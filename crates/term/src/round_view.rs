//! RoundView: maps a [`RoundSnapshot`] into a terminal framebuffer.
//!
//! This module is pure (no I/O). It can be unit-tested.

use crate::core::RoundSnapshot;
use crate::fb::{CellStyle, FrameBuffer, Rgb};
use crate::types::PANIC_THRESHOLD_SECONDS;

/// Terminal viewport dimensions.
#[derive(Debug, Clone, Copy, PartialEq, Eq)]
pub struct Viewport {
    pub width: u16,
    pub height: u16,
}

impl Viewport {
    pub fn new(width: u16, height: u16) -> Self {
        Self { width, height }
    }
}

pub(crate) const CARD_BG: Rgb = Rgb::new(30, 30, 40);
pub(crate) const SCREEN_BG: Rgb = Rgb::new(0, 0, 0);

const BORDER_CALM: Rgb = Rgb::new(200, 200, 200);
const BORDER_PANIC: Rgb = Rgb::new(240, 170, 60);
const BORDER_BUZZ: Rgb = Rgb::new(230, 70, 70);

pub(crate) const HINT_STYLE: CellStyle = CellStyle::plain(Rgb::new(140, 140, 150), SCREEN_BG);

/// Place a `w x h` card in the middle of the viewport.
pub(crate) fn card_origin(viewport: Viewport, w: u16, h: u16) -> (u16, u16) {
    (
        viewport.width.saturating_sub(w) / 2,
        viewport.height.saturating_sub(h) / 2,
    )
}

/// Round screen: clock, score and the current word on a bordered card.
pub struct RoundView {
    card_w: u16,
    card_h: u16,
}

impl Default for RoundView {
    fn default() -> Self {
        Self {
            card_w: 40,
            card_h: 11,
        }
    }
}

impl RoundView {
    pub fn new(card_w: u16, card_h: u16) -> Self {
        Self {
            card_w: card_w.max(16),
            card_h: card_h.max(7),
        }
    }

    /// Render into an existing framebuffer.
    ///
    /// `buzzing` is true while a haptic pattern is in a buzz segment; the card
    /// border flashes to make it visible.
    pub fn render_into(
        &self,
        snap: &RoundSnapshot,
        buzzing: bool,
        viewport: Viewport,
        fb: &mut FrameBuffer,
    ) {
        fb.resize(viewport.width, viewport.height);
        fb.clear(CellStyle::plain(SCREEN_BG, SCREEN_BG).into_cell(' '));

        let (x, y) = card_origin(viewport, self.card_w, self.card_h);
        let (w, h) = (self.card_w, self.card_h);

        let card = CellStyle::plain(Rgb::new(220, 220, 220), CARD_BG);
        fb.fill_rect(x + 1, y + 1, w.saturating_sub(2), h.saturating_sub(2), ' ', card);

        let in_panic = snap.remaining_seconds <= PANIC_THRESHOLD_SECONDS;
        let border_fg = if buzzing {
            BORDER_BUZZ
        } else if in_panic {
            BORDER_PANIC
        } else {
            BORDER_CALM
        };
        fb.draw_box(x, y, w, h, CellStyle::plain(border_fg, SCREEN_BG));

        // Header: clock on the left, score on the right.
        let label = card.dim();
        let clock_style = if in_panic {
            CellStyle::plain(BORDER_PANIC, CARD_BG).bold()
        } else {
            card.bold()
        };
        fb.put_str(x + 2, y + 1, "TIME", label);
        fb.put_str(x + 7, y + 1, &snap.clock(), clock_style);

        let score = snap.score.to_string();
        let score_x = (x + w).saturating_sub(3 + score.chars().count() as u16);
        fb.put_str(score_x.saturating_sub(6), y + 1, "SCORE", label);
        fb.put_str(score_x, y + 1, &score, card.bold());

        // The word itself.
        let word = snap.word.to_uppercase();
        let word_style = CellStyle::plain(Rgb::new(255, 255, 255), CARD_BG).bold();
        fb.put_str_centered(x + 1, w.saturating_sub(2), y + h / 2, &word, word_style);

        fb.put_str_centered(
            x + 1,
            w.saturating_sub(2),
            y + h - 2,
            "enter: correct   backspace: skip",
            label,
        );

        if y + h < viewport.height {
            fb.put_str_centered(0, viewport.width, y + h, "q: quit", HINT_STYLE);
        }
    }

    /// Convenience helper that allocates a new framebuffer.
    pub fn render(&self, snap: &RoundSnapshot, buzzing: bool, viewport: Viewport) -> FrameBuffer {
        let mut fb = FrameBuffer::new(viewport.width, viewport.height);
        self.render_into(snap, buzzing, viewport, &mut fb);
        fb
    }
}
# # #
▶ **Task details**
Where a line of the listing holds "CellStyle", show that line.

▶ **Final answer**
use crate::fb::{CellStyle, FrameBuffer, Rgb};
pub(crate) const HINT_STYLE: CellStyle = CellStyle::plain(Rgb::new(140, 140, 150), SCREEN_BG);
        fb.clear(CellStyle::plain(SCREEN_BG, SCREEN_BG).into_cell(' '));
        let card = CellStyle::plain(Rgb::new(220, 220, 220), CARD_BG);
        fb.draw_box(x, y, w, h, CellStyle::plain(border_fg, SCREEN_BG));
            CellStyle::plain(BORDER_PANIC, CARD_BG).bold()
        let word_style = CellStyle::plain(Rgb::new(255, 255, 255), CARD_BG).bold();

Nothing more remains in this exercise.